**Provided records**
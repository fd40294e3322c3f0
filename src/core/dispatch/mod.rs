// src/core/dispatch/mod.rs

//! Dispatch and collection over the set of worker connections.
//!
//! Outbound, every connection gets a writer task fed by its own FIFO queue.
//! Broadcasts are queued to every writer. Non-broadcast messages go to one
//! idle worker: each writer owns a single "idle token" that it puts on a
//! shared ready queue when it has nothing of its own in flight, and a sender
//! takes a token off that queue (waiting if none is available) to pick its
//! worker. Inbound, one reader task per connection forwards decoded results
//! to the forwarder, which publishes them to destination rooms.

use crate::core::RoomGraphError;
use crate::core::protocol::{FrameCodec, WireMessage};
use bytes::Bytes;
use futures::SinkExt;
use std::sync::Arc;
use tokio::io::AsyncWrite;
use tokio::sync::{Mutex, mpsc};
use tokio::task::JoinSet;
use tokio_util::codec::{BytesCodec, FramedWrite};
use tracing::{debug, trace};

pub mod collector;
pub mod forwarder;

pub use collector::{Classified, spawn_readers};
pub use forwarder::Forwarder;

/// The result type of every routing task.
pub type TaskResult = Result<(), RoomGraphError>;

/// One pre-encoded frame queued for a writer.
struct Outbound {
    frame: Bytes,
    /// Set for non-broadcast messages: the writer hands its idle token back
    /// once this frame is on the wire.
    returns_token: bool,
}

struct DispatcherInner {
    codec: FrameCodec,
    writers: Vec<mpsc::Sender<Outbound>>,
    idle: Mutex<mpsc::Receiver<usize>>,
}

/// The outbound half of the worker connection set. Cheap to clone.
#[derive(Clone)]
pub struct Dispatcher {
    inner: Arc<DispatcherInner>,
}

impl Dispatcher {
    /// Starts one writer task per connection in `tasks` and returns the handle
    /// used to submit messages to them.
    pub fn start<W>(
        connections: Vec<W>,
        codec: FrameCodec,
        queue_capacity: usize,
        tasks: &mut JoinSet<TaskResult>,
    ) -> Self
    where
        W: AsyncWrite + Unpin + Send + 'static,
    {
        let (idle_tx, idle_rx) = mpsc::channel(connections.len().max(1));
        let mut writers = Vec::with_capacity(connections.len());

        for (index, connection) in connections.into_iter().enumerate() {
            let (tx, rx) = mpsc::channel(queue_capacity.max(1));
            writers.push(tx);
            tasks.spawn(run_writer(index, connection, rx, idle_tx.clone()));
        }

        Self {
            inner: Arc::new(DispatcherInner {
                codec,
                writers,
                idle: Mutex::new(idle_rx),
            }),
        }
    }

    pub fn worker_count(&self) -> usize {
        self.inner.writers.len()
    }

    /// Queues `message` for every worker (`broadcast`) or for one idle worker.
    ///
    /// A broadcast completes once the frame sits in every connection's write
    /// queue, not once it is on the wire. Each queue is written in order, so
    /// anything submitted afterwards still reaches each worker after it.
    ///
    /// Queue space is reserved on every connection before anything is queued:
    /// a broadcast whose future is dropped reaches either every worker or none.
    pub async fn send(&self, broadcast: bool, message: &WireMessage) -> Result<(), RoomGraphError> {
        let frame = self.inner.codec.encode_frame(message)?;

        if broadcast {
            let mut permits = Vec::with_capacity(self.inner.writers.len());
            for writer in &self.inner.writers {
                let permit = writer
                    .reserve()
                    .await
                    .map_err(|_| RoomGraphError::WorkerDisconnected)?;
                permits.push(permit);
            }
            for permit in permits {
                permit.send(Outbound {
                    frame: frame.clone(),
                    returns_token: false,
                });
            }
            trace!("Broadcast {} to {} workers.", message.kind(), self.worker_count());
            return Ok(());
        }

        let index = {
            let mut idle = self.inner.idle.lock().await;
            idle.recv().await.ok_or(RoomGraphError::WorkerDisconnected)?
        };
        self.inner.writers[index]
            .send(Outbound {
                frame,
                returns_token: true,
            })
            .await
            .map_err(|_| RoomGraphError::WorkerDisconnected)
    }

    pub async fn broadcast(&self, message: &WireMessage) -> Result<(), RoomGraphError> {
        self.send(true, message).await
    }

    pub async fn submit(&self, message: &WireMessage) -> Result<(), RoomGraphError> {
        self.send(false, message).await
    }
}

/// Writes queued frames to one worker connection, in queue order.
async fn run_writer<W>(
    index: usize,
    connection: W,
    mut queue: mpsc::Receiver<Outbound>,
    idle: mpsc::Sender<usize>,
) -> TaskResult
where
    W: AsyncWrite + Unpin + Send + 'static,
{
    let mut sink = FramedWrite::new(connection, BytesCodec::new());
    // The ready queue holds one slot per writer, so returning a token never
    // waits. A closed ready queue only means no more submissions will come.
    let _ = idle.send(index).await;

    while let Some(outbound) = queue.recv().await {
        sink.send(outbound.frame).await?;
        if outbound.returns_token {
            let _ = idle.send(index).await;
        }
    }

    debug!("Writer for worker {} stopped.", index);
    Ok(())
}
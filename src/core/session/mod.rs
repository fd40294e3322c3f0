// src/core/session/mod.rs

//! Routing sessions: the client-facing way to route one source room into one
//! destination room under one rule.
//!
//! A session holds one reference on each of: the source room subscription,
//! the destination room subscription, the source's "active" counter, and the
//! (rule, destination) entry in every worker's classifier for the source.
//! Closing (or dropping) the session gives back exactly what it holds.

use crate::core::RoomGraphError;
use crate::core::dispatch::Dispatcher;
use crate::core::protocol::WireMessage;
use crate::core::room::RoomId;
use crate::core::rules::Rule;
use crate::core::transport::RoomTransport;
use dashmap::DashMap;
use std::sync::Arc;
use std::sync::atomic::{AtomicU64, AtomicUsize, Ordering};
use tokio_util::sync::CancellationToken;
use tracing::{info, warn};

pub mod rooms;

pub use rooms::{RoomOutbound, RoomRegistry};

/// Counts the sessions that use each room as their source.
///
/// Room ingestion consults it to skip the classification round-trip for rooms
/// that are only joined as destinations.
#[derive(Debug, Default)]
pub struct SourceCounter {
    counts: DashMap<RoomId, usize>,
}

impl SourceCounter {
    pub fn increment(&self, room: &RoomId) {
        *self.counts.entry(room.clone()).or_insert(0) += 1;
    }

    pub fn decrement(&self, room: &RoomId) {
        self.counts.remove_if_mut(room, |_, count| {
            *count = count.saturating_sub(1);
            *count == 0
        });
    }

    pub fn is_active(&self, room: &RoomId) -> bool {
        self.counts.contains_key(room)
    }

    pub fn count(&self, room: &RoomId) -> usize {
        self.counts.get(room).map_or(0, |count| *count)
    }
}

struct SessionInner {
    transport: Arc<dyn RoomTransport>,
    rooms: RoomRegistry,
    dispatcher: Dispatcher,
    sources: Arc<SourceCounter>,
    next_id: AtomicU64,
    active: AtomicUsize,
}

/// Opens and closes routing sessions. Cheap to clone.
#[derive(Clone)]
pub struct SessionManager {
    inner: Arc<SessionInner>,
}

impl SessionManager {
    pub fn new(
        transport: Arc<dyn RoomTransport>,
        rooms: RoomRegistry,
        dispatcher: Dispatcher,
        sources: Arc<SourceCounter>,
    ) -> Self {
        Self {
            inner: Arc::new(SessionInner {
                transport,
                rooms,
                dispatcher,
                sources,
                next_id: AtomicU64::new(1),
                active: AtomicUsize::new(0),
            }),
        }
    }

    /// Starts routing events from `source` to `destination` that match `rule`
    /// (every event when `rule` is `None`).
    ///
    /// Returns `Stopped` if `cancel` fires before the rooms are joined; nothing
    /// acquired up to that point is kept. The rule is registered on every
    /// worker before this returns.
    pub async fn open_session(
        &self,
        source: &str,
        destination: &str,
        rule: Option<Rule>,
        cancel: &CancellationToken,
    ) -> Result<SessionHandle, RoomGraphError> {
        let source = self.inner.transport.resolve(source).await?;
        let destination = self.inner.transport.resolve(destination).await?;
        let mut lease = SessionLease {
            inner: self.inner.clone(),
            id: self.inner.next_id.fetch_add(1, Ordering::Relaxed),
            source,
            destination,
            rule: Rule::or_anything(rule),
            held: Held::default(),
        };

        let joined = tokio::select! {
            biased;
            _ = cancel.cancelled() => Err(RoomGraphError::Stopped),
            result = lease.join_rooms() => result,
        };
        if let Err(e) = joined {
            lease.release().await;
            return Err(e);
        }

        // Not cancellable: every worker must see the registration or none may
        // be asked to undo it.
        if let Err(e) = lease.register_rule().await {
            lease.release().await;
            return Err(e);
        }

        self.inner.active.fetch_add(1, Ordering::Relaxed);
        lease.held.counted = true;
        info!(
            "Session {} opened: '{}' -> '{}' ({:?}).",
            lease.id, lease.source, lease.destination, lease.rule
        );
        Ok(SessionHandle { lease: Some(lease) })
    }

    /// Ends a session, giving back everything it holds.
    pub async fn close_session(&self, handle: SessionHandle) {
        handle.close().await;
    }

    /// The number of sessions currently open.
    pub fn active_sessions(&self) -> usize {
        self.inner.active.load(Ordering::Relaxed)
    }
}

/// What a session currently holds. Each flag is set only once the
/// corresponding acquisition has fully completed.
#[derive(Debug, Default)]
struct Held {
    source_room: bool,
    destination_room: bool,
    rule: bool,
    source_active: bool,
    counted: bool,
}

struct SessionLease {
    inner: Arc<SessionInner>,
    id: u64,
    source: RoomId,
    destination: RoomId,
    rule: Rule,
    held: Held,
}

impl SessionLease {
    async fn join_rooms(&mut self) -> Result<(), RoomGraphError> {
        self.inner.rooms.subscribe(&self.source).await?;
        self.held.source_room = true;
        self.inner.rooms.subscribe(&self.destination).await?;
        self.held.destination_room = true;
        Ok(())
    }

    async fn register_rule(&mut self) -> Result<(), RoomGraphError> {
        let message = WireMessage::RegisterRule {
            source: self.source.clone(),
            rule: self.rule.clone(),
            destination: self.destination.clone(),
        };
        self.inner.dispatcher.broadcast(&message).await?;
        self.held.rule = true;
        self.inner.sources.increment(&self.source);
        self.held.source_active = true;
        Ok(())
    }

    /// Gives back everything held. The deregistration broadcast is best-effort;
    /// the local counters are always decremented.
    async fn release(mut self) {
        if self.held.source_active {
            self.inner.sources.decrement(&self.source);
            self.held.source_active = false;
        }
        if self.held.rule {
            let message = self.unregister_message();
            if let Err(e) = self.inner.dispatcher.broadcast(&message).await {
                warn!(
                    "Session {}: failed to unregister its rule from workers: {}",
                    self.id, e
                );
            }
            self.held.rule = false;
        }
        self.release_rooms();
    }

    fn unregister_message(&self) -> WireMessage {
        WireMessage::UnregisterRule {
            source: self.source.clone(),
            rule: self.rule.clone(),
            destination: self.destination.clone(),
        }
    }

    fn release_rooms(&mut self) {
        if std::mem::take(&mut self.held.destination_room) {
            self.inner.rooms.unsubscribe(&self.destination);
        }
        if std::mem::take(&mut self.held.source_room) {
            self.inner.rooms.unsubscribe(&self.source);
        }
        if std::mem::take(&mut self.held.counted) {
            self.inner.active.fetch_sub(1, Ordering::Relaxed);
            info!("Session {} closed.", self.id);
        }
    }
}

/// A lease dropped before `release` ran (its `open_session` future was
/// dropped mid-way, or its handle was dropped outside a runtime) gives back
/// the local counters at once and unregisters its rule in the background.
impl Drop for SessionLease {
    fn drop(&mut self) {
        if std::mem::take(&mut self.held.source_active) {
            self.inner.sources.decrement(&self.source);
        }
        if std::mem::take(&mut self.held.rule) {
            let message = self.unregister_message();
            let dispatcher = self.inner.dispatcher.clone();
            let id = self.id;
            match tokio::runtime::Handle::try_current() {
                Ok(runtime) => {
                    runtime.spawn(async move {
                        if let Err(e) = dispatcher.broadcast(&message).await {
                            warn!("Session {}: failed to unregister its rule from workers: {}", id, e);
                        }
                    });
                }
                Err(_) => warn!(
                    "Session {} dropped outside a runtime; its rule stays registered on workers.",
                    id
                ),
            }
        }
        self.release_rooms();
    }
}

/// A live session. Close it with [`SessionHandle::close`]; a handle dropped
/// without closing is closed in the background.
pub struct SessionHandle {
    lease: Option<SessionLease>,
}

impl SessionHandle {
    pub fn id(&self) -> u64 {
        self.lease.as_ref().map_or(0, |lease| lease.id)
    }

    pub fn source(&self) -> Option<&RoomId> {
        self.lease.as_ref().map(|lease| &lease.source)
    }

    pub fn destination(&self) -> Option<&RoomId> {
        self.lease.as_ref().map(|lease| &lease.destination)
    }

    pub fn rule(&self) -> Option<&Rule> {
        self.lease.as_ref().map(|lease| &lease.rule)
    }

    pub async fn close(mut self) {
        if let Some(lease) = self.lease.take() {
            lease.release().await;
        }
    }
}

impl std::fmt::Debug for SessionHandle {
    fn fmt(&self, f: &mut std::fmt::Formatter<'_>) -> std::fmt::Result {
        f.debug_struct("SessionHandle")
            .field("id", &self.id())
            .field("source", &self.source())
            .field("destination", &self.destination())
            .field("rule", &self.rule())
            .finish()
    }
}

impl Drop for SessionHandle {
    fn drop(&mut self) {
        let Some(lease) = self.lease.take() else {
            return;
        };
        // Outside a runtime the lease's own drop gives back what it can.
        if let Ok(runtime) = tokio::runtime::Handle::try_current() {
            runtime.spawn(lease.release());
        }
    }
}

**Exercise instructions**
In the records above, locate the lines holding the word "true". Copy each of them.

**Task response**
                returns_token: true,
        self.send(true, message).await
        lease.held.counted = true;
        self.held.source_room = true;
        self.held.destination_room = true;
        self.held.rule = true;
        self.held.source_active = true;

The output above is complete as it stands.